Introduction: Mechanical stimuli play a role on tissue formation and mineralization capabilities of cells[1],[2]. Here, we propose a novel 3D composite polymeric scaffold (PCL) embedded with collagen gel as support for tissue growth to investigate the effect of compression on hMSCs activities. Collagen degradation and tissue development are quantified by employing Micro Computed Tomography (MicroCT) in order to demonstrate the effectiveness of compression on bone tissue formation in internal volumes of 3D composite scaffolds closely mimicking bone architecture.
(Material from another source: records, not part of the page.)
//! CLI definition and dispatch.

use clap::{Parser, Subcommand};
use std::path::{Path, PathBuf};
use std::process::ExitCode;

use crate::adapters::file_config_adapter::FileConfigAdapter;
use crate::adapters::json_export_adapter::JsonExportAdapter;
use crate::adapters::run_dir_adapter::{RunDirAdapter, TimelineFormat, DEFAULT_TIMELINE_FILE};
use crate::domain::chart::signal_markers;
use crate::domain::drawdown::{drawdown_periods, max_drawdown, top_recovered};
use crate::domain::error::VizError;
use crate::domain::performance::{format_performance_metrics, FormattedMetrics};
use crate::domain::processor::{process_timeline, ProcessedBacktestData};
use crate::domain::returns::{monthly_returns_grid, MONTH_NAMES};
use crate::domain::run::{display_name, BacktestRun};
use crate::domain::trade::{format_trades, TradeRow};
use crate::ports::config_port::ConfigPort;
use crate::ports::export_port::{ExportPort, RunExport};
use crate::ports::run_port::RunPort;

const LOG_LEVELS: [&str; 5] = ["trace", "debug", "info", "warn", "error"];

#[derive(Parser, Debug)]
#[command(name = "qtviz", about = "Backtest run visualisation data tool")]
pub struct Cli {
    /// Log level (overridden by RUST_LOG)
    #[arg(long, global = true, value_parser = LOG_LEVELS)]
    pub log_level: Option<String>,
    #[command(subcommand)]
    pub command: Command,
}

#[derive(Subcommand, Debug)]
pub enum Command {
    /// List runs under the runs directory
    ListRuns {
        #[arg(short, long)]
        dir: Option<PathBuf>,
        #[arg(short, long)]
        config: Option<PathBuf>,
    },
    /// Show run info and performance metrics
    Summary {
        #[arg(short, long)]
        run: PathBuf,
        #[arg(short, long)]
        config: Option<PathBuf>,
    },
    /// Classify the timeline and export display-ready series as JSON
    Process {
        #[arg(short, long)]
        run: PathBuf,
        #[arg(short, long)]
        output: Option<PathBuf>,
        #[arg(short, long)]
        config: Option<PathBuf>,
        /// Keep bars in input order without per-second dedup
        #[arg(long)]
        raw: bool,
        /// Write single-line JSON instead of pretty-printed
        #[arg(long)]
        compact: bool,
    },
    /// Show the deepest recovered drawdowns
    Drawdowns {
        #[arg(short, long)]
        run: PathBuf,
        #[arg(short, long, value_parser = parse_top)]
        top: Option<usize>,
        #[arg(short, long)]
        config: Option<PathBuf>,
    },
    /// Show the monthly returns grid
    Returns {
        #[arg(short, long)]
        run: PathBuf,
        #[arg(short, long)]
        config: Option<PathBuf>,
    },
    /// Show the closed trades table
    Trades {
        #[arg(short, long)]
        run: PathBuf,
        #[arg(short, long)]
        config: Option<PathBuf>,
    },
}

fn parse_top(value: &str) -> Result<usize, String> {
    match value.parse::<usize>() {
        Ok(0) => Err("must be at least 1".into()),
        Ok(n) => Ok(n),
        Err(e) => Err(e.to_string()),
    }
}

impl Command {
    fn config_path(&self) -> Option<&PathBuf> {
        match self {
            Command::ListRuns { config, .. }
            | Command::Summary { config, .. }
            | Command::Process { config, .. }
            | Command::Drawdowns { config, .. }
            | Command::Returns { config, .. }
            | Command::Trades { config, .. } => config.as_ref(),
        }
    }
}

/// Settings resolved from the optional config file.
#[derive(Debug, Clone, PartialEq)]
pub struct VizSettings {
    pub runs_dir: Option<PathBuf>,
    pub timeline_file: PathBuf,
    pub dedup_bars: bool,
    pub top_drawdowns: usize,
    pub log_level: String,
}

impl Default for VizSettings {
    fn default() -> Self {
        Self {
            runs_dir: None,
            timeline_file: PathBuf::from(DEFAULT_TIMELINE_FILE),
            dedup_bars: true,
            top_drawdowns: 10,
            log_level: "warn".into(),
        }
    }
}

pub fn build_settings(config: &dyn ConfigPort) -> Result<VizSettings, VizError> {
    let defaults = VizSettings::default();

    let timeline_file = config
        .get_string("timeline", "file")
        .map(|f| PathBuf::from(f.trim()))
        .unwrap_or(defaults.timeline_file);
    if TimelineFormat::from_path(&timeline_file).is_none() {
        return Err(VizError::ConfigInvalid {
            section: "timeline".into(),
            key: "file".into(),
            reason: "expected a .csv or .json file".into(),
        });
    }

    let top = config.get_int("chart", "top_drawdowns", defaults.top_drawdowns as i64)?;
    if top <= 0 {
        return Err(VizError::ConfigInvalid {
            section: "chart".into(),
            key: "top_drawdowns".into(),
            reason: "must be positive".into(),
        });
    }

    let log_level = config
        .get_string("logging", "level")
        .map(|l| l.trim().to_lowercase())
        .unwrap_or(defaults.log_level);
    if !LOG_LEVELS.contains(&log_level.as_str()) {
        return Err(VizError::ConfigInvalid {
            section: "logging".into(),
            key: "level".into(),
            reason: format!("expected one of {}", LOG_LEVELS.join(", ")),
        });
    }

    Ok(VizSettings {
        runs_dir: config
            .get_string("runs", "dir")
            .filter(|d| !d.trim().is_empty())
            .map(|d| PathBuf::from(d.trim())),
        timeline_file,
        dedup_bars: config.get_bool("chart", "dedup_bars", defaults.dedup_bars)?,
        top_drawdowns: top as usize,
        log_level,
    })
}

pub fn load_settings(config_path: Option<&PathBuf>) -> Result<VizSettings, VizError> {
    match config_path {
        Some(path) => build_settings(&FileConfigAdapter::from_file(path)?),
        None => Ok(VizSettings::default()),
    }
}

/// RUST_LOG wins, then `--log-level`, then `[logging] level`.
fn init_logging(level: &str) {
    use tracing_subscriber::EnvFilter;
    let filter = EnvFilter::try_from_default_env().unwrap_or_else(|_| EnvFilter::new(level));
    let _ = tracing_subscriber::fmt()
        .with_env_filter(filter)
        .with_writer(std::io::stderr)
        .try_init();
}

fn fail(err: VizError) -> ExitCode {
    eprintln!("error: {err}");
    (&err).into()
}

pub fn run(cli: Cli) -> ExitCode {
    let settings = match load_settings(cli.command.config_path()) {
        Ok(s) => s,
        Err(e) => return fail(e),
    };
    init_logging(cli.log_level.as_deref().unwrap_or(&settings.log_level));

    let result = match cli.command {
        Command::ListRuns { dir, .. } => run_list_runs(dir.as_deref(), &settings),
        Command::Summary { run, .. } => run_summary(&run, &settings),
        Command::Process {
            run,
            output,
            raw,
            compact,
            ..
        } => run_process(&run, output.as_deref(), raw, compact, &settings),
        Command::Drawdowns { run, top, .. } => run_drawdowns(&run, top, &settings),
        Command::Returns { run, .. } => run_returns(&run, &settings),
        Command::Trades { run, .. } => run_trades(&run, &settings),
    };

    match result {
        Ok(()) => ExitCode::SUCCESS,
        Err(e) => fail(e),
    }
}

/// Resolve `--run` to an adapter and run id. An existing directory is used
/// directly; otherwise the argument is a run id under `[runs] dir`.
pub fn resolve_run(run: &Path, settings: &VizSettings) -> Result<(RunDirAdapter, String), VizError> {
    let (base, id) = if run.is_dir() {
        let id = run
            .file_name()
            .map(|n| n.to_string_lossy().into_owned())
            .ok_or_else(|| VizError::RunNotFound {
                path: run.display().to_string(),
            })?;
        let base = run
            .parent()
            .filter(|p| !p.as_os_str().is_empty())
            .map(Path::to_path_buf)
            .unwrap_or_else(|| PathBuf::from("."));
        (base, id)
    } else if let Some(dir) = &settings.runs_dir {
        (dir.clone(), run.display().to_string())
    } else {
        return Err(VizError::RunNotFound {
            path: run.display().to_string(),
        });
    };

    let adapter = RunDirAdapter::new(base).with_timeline_file(settings.timeline_file.clone());
    Ok((adapter, id))
}

/// Load a run and push its timeline through the pipeline.
pub fn load_processed_run(
    port: &dyn RunPort,
    run_id: &str,
) -> Result<(BacktestRun, ProcessedBacktestData), VizError> {
    tracing::info!(run = run_id, "loading run");
    let run = port.load_run(run_id)?;
    let rows = port.load_timeline(run_id)?;
    let trades = run.performance.trades.clone().unwrap_or_default();
    let data = process_timeline(&rows, trades)?;
    Ok((run, data))
}

fn run_list_runs(dir: Option<&Path>, settings: &VizSettings) -> Result<(), VizError> {
    let base = dir
        .map(Path::to_path_buf)
        .or_else(|| settings.runs_dir.clone())
        .ok_or_else(|| VizError::ConfigMissing {
            section: "runs".into(),
            key: "dir".into(),
        })?;

    let runs = RunDirAdapter::new(base.clone()).list_runs()?;
    if runs.is_empty() {
        eprintln!("No runs found in {}", base.display());
    }
    for run in &runs {
        println!("{}\t{}", run.id, run.display_name());
    }
    Ok(())
}

pub fn format_summary(run_id: &str, run: &BacktestRun, metrics: &FormattedMetrics) -> String {
    let m = &run.manifest;
    let mut out = String::new();
    out.push_str(&format!("Run:              {} ({})\n", run_id, display_name(run_id)));
    out.push_str(&format!("Status:           {}\n", m.status));
    out.push_str(&format!("Duration:         {:.1}s\n", m.metrics.duration_seconds));
    out.push_str(&format!("Bars:             {}\n", m.metrics.bars_processed));
    out.push_str(&format!("Version:          {}\n", m.environment.qtrader_version));
    out.push_str(&format!(
        "Period:           {} to {}\n",
        run.metadata.backtest.start_date, run.metadata.backtest.end_date
    ));
    out.push_str("\n=== Performance ===\n");
    out.push_str(&format!("Total Return:     {:.2}%\n", metrics.total_return));
    out.push_str(&format!("CAGR:             {:.2}%\n", metrics.cagr));
    out.push_str(&format!("Sharpe Ratio:     {:.2}\n", metrics.sharpe_ratio));
    out.push_str(&format!("Sortino Ratio:    {:.2}\n", metrics.sortino_ratio));
    out.push_str(&format!("Max Drawdown:     -{:.2}%\n", metrics.max_drawdown));
    out.push_str(&format!("Win Rate:         {:.2}%\n", metrics.win_rate));
    out.push_str(&format!("Profit Factor:    {:.2}\n", metrics.profit_factor));
    out.push_str(&format!("Total Trades:     {}\n", metrics.total_trades));
    out.push_str(&format!("Expectancy:       ${:.2}\n", metrics.expectancy));
    if let Some(err) = &m.error {
        out.push_str(&format!("\nRun error: {err}\n"));
    }
    out
}

fn run_summary(run: &Path, settings: &VizSettings) -> Result<(), VizError> {
    let (adapter, id) = resolve_run(run, settings)?;
    let backtest = adapter.load_run(&id)?;
    let metrics = format_performance_metrics(&backtest.performance)?;
    print!("{}", format_summary(&id, &backtest, &metrics));
    Ok(())
}

fn run_process(
    run: &Path,
    output: Option<&Path>,
    raw: bool,
    compact: bool,
    settings: &VizSettings,
) -> Result<(), VizError> {
    let (adapter, id) = resolve_run(run, settings)?;
    let (backtest, data) = load_processed_run(&adapter, &id)?;
    let metrics = format_performance_metrics(&backtest.performance)?;

    let data = if settings.dedup_bars && !raw {
        data.chart_ready()
    } else {
        data
    };

    eprintln!("Processed {} rows:", data.stats.rows);
    eprintln!("  bars:        {}", data.ohlcv.len());
    eprintln!(
        "  signals:     {} ({} before dedup)",
        data.signals.len(),
        data.stats.raw_signals
    );
    eprintln!("  equity:      {}", data.equity.len());
    eprintln!("  indicators:  {}", data.indicators.len());
    eprintln!("  dropped:     {}", data.stats.dropped_rows);
    eprintln!("  max drawdown {:.2}%", max_drawdown(&data.drawdown));

    let output = output
        .map(Path::to_path_buf)
        .unwrap_or_else(|| PathBuf::from(format!("{id}.json")));
    let markers = signal_markers(&data.signals);
    let export = RunExport {
        run_id: &id,
        metrics: &metrics,
        data: &data,
        markers: &markers,
    };
    JsonExportAdapter::new(!compact).export(&export, &output)?;
    eprintln!("\nExport written to: {}", output.display());
    Ok(())
}

fn run_drawdowns(run: &Path, top: Option<usize>, settings: &VizSettings) -> Result<(), VizError> {
    let (adapter, id) = resolve_run(run, settings)?;
    let (_, data) = load_processed_run(&adapter, &id)?;
    let periods = drawdown_periods(&data.equity);
    let top = top_recovered(&periods, top.unwrap_or(settings.top_drawdowns));

    if top.is_empty() {
        eprintln!("No recovered drawdowns in {}", id);
        return Ok(());
    }
    println!("Start\tTrough\tEnd\tDepth %\tDuration\tRecovery\tPeak\tTrough Equity");
    for p in &top {
        println!(
            "{}\t{}\t{}\t-{:.2}%\t{} days\t{} days\t{:.2}\t{:.2}",
            p.start.format("%Y-%m-%d"),
            p.trough.format("%Y-%m-%d"),
            p.end.map(|e| e.format("%Y-%m-%d").to_string()).unwrap_or_else(|| "-".into()),
            p.depth_pct,
            p.duration_days,
            p.recovery_days.map(|d| d.to_string()).unwrap_or_else(|| "-".into()),
            p.peak_equity,
            p.trough_equity,
        );
    }
    Ok(())
}

fn run_returns(run: &Path, settings: &VizSettings) -> Result<(), VizError> {
    let (adapter, id) = resolve_run(run, settings)?;
    let performance = adapter.load_performance(&id)?;
    let grid = monthly_returns_grid(&performance.monthly_returns)?;
    if grid.is_empty() {
        eprintln!("No monthly returns in {}", id);
        return Ok(());
    }

    println!("Year\t{}\tYTD", MONTH_NAMES.join("\t"));
    for year in &grid {
        let cells: Vec<String> = year
            .months
            .iter()
            .map(|m| m.map(|r| format!("{:.2}", r * 100.0)).unwrap_or_else(|| "-".into()))
            .collect();
        println!("{}\t{}\t{:.2}", year.year, cells.join("\t"), year.ytd_pct);
    }
    Ok(())
}

pub fn format_trades_table(trades: &[TradeRow]) -> String {
    let mut out = String::from(
        "ID\tSymbol\tSide\tEntry\tExit\tEntry Px\tExit Px\tQty\tP&L\tP&L %\tDays\n",
    );
    for t in trades {
        out.push_str(&format!(
            "{}\t{}\t{}\t{}\t{}\t{:.2}\t{:.2}\t{}\t{:.2}\t{:.2}%\t{}\n",
            t.trade_id,
            t.symbol,
            t.side,
            t.entry.format("%Y-%m-%d"),
            t.exit.format("%Y-%m-%d"),
            t.entry_price,
            t.exit_price,
            t.quantity,
            t.pnl,
            t.pnl_pct,
            t.duration_days,
        ));
    }
    let wins = trades.iter().filter(|t| t.is_win()).count();
    let total: f64 = trades.iter().map(|t| t.pnl).sum();
    out.push_str(&format!(
        "\n{} trades, {} winners, total P&L {:.2}\n",
        trades.len(),
        wins,
        total
    ));
    out
}

fn run_trades(run: &Path, settings: &VizSettings) -> Result<(), VizError> {
    let (adapter, id) = resolve_run(run, settings)?;
    let performance = adapter.load_performance(&id)?;
    let trades = format_trades(performance.trades.as_deref().unwrap_or_default())?;
    if trades.is_empty() {
        eprintln!("No trades in {}", id);
        return Ok(());
    }
    print!("{}", format_trades_table(&trades));
    Ok(())
}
Materials and Methods: Collagen/hMSCs injection. 3D Insert® PCL (3D Biotek, USA) underwent air plasma treatment (5 min, 30W, 1 mBar) and sterilization by 70% ethanol. hMSCs (20*10^3 cells/sample) were suspended in 2 mg/ml bovine type 1 collagen and seeded placing 40 µl volume on samples. Collagen solidifies after 1.5 h incubation.
Mechanical stimulation. From day 6, samples underwent compression applying a 5% ramp followed by peak-to-peak 1% sinewaves at 1 Hz for 15 min. Three different conditions were tested considering unloaded (U), loaded from day 6 to day 10 (L1) and loaded as L1 and from day 16 to day 20 (L2).
Assays and MicroCT. At day 1, 3, 7, 14, 21 and 28, samples were collected for testing cells viability by Presto Blue assay, DNA and osteocalcin quantification. Samples were stained with 1% osmium tetroxide, scanned by MicroCT (40KV, 255uA, 10W and pixel resolution 17.4 μm) and reconstructed using Simpleware. Experiments were repeated three times for statistical analysis.
Results and Discussions: Proliferation becomes significant in L1 conditions from day 21 and on U samples at day 14 (p<0.05) while comparable DNA amount is detected in L2 conditions.
These outcomes highlight the negative effect elicited by compressions stimuli on cell proliferation. In all cases, a drop in DNA content is noticeable at day 28 as a consequence of the formation of an external cellular layer preventing diffusion of nutrients in the internal volume of the construct and progressively causing cell apoptosis and death. At day 28, MicroCT reveals higher tissue content while ELISA shows enhanced osteocalcin production for L2 samples compared to other conditions at day 28, confirming mineralization to occur. Presto Blue results show a diverse trend with higher metabolic activity for all conditions tested referring to the cellular layer developing on samples surface.
Conclusions: This study shows how short periods of compression can be an effective tool to modify cellular activities. Compression is shown to affect tissue formation and mineralization potential of hMSCs over time depending on the application time. MicroCT demonstrates to be a promising tool to monitor tissue and mineral formation, opening the frontiers to a new approach focused on the investigation of cellular behaviour into opaque 3D starches.
European Research Council (FP7-258321)
References:
[1] A. Sittichockechaiwut, A. M. Scutt, A. J. Ryan, L. F. Bonewald, and G. C. Reilly, Bone, vol. 44, no. 5, pp. 822–9, May 2009.
[2] N. J. Steinmetz and S. J. Bryant, Acta Biomater., vol. 7, no. 11, pp. 3829–40, Nov. 2011.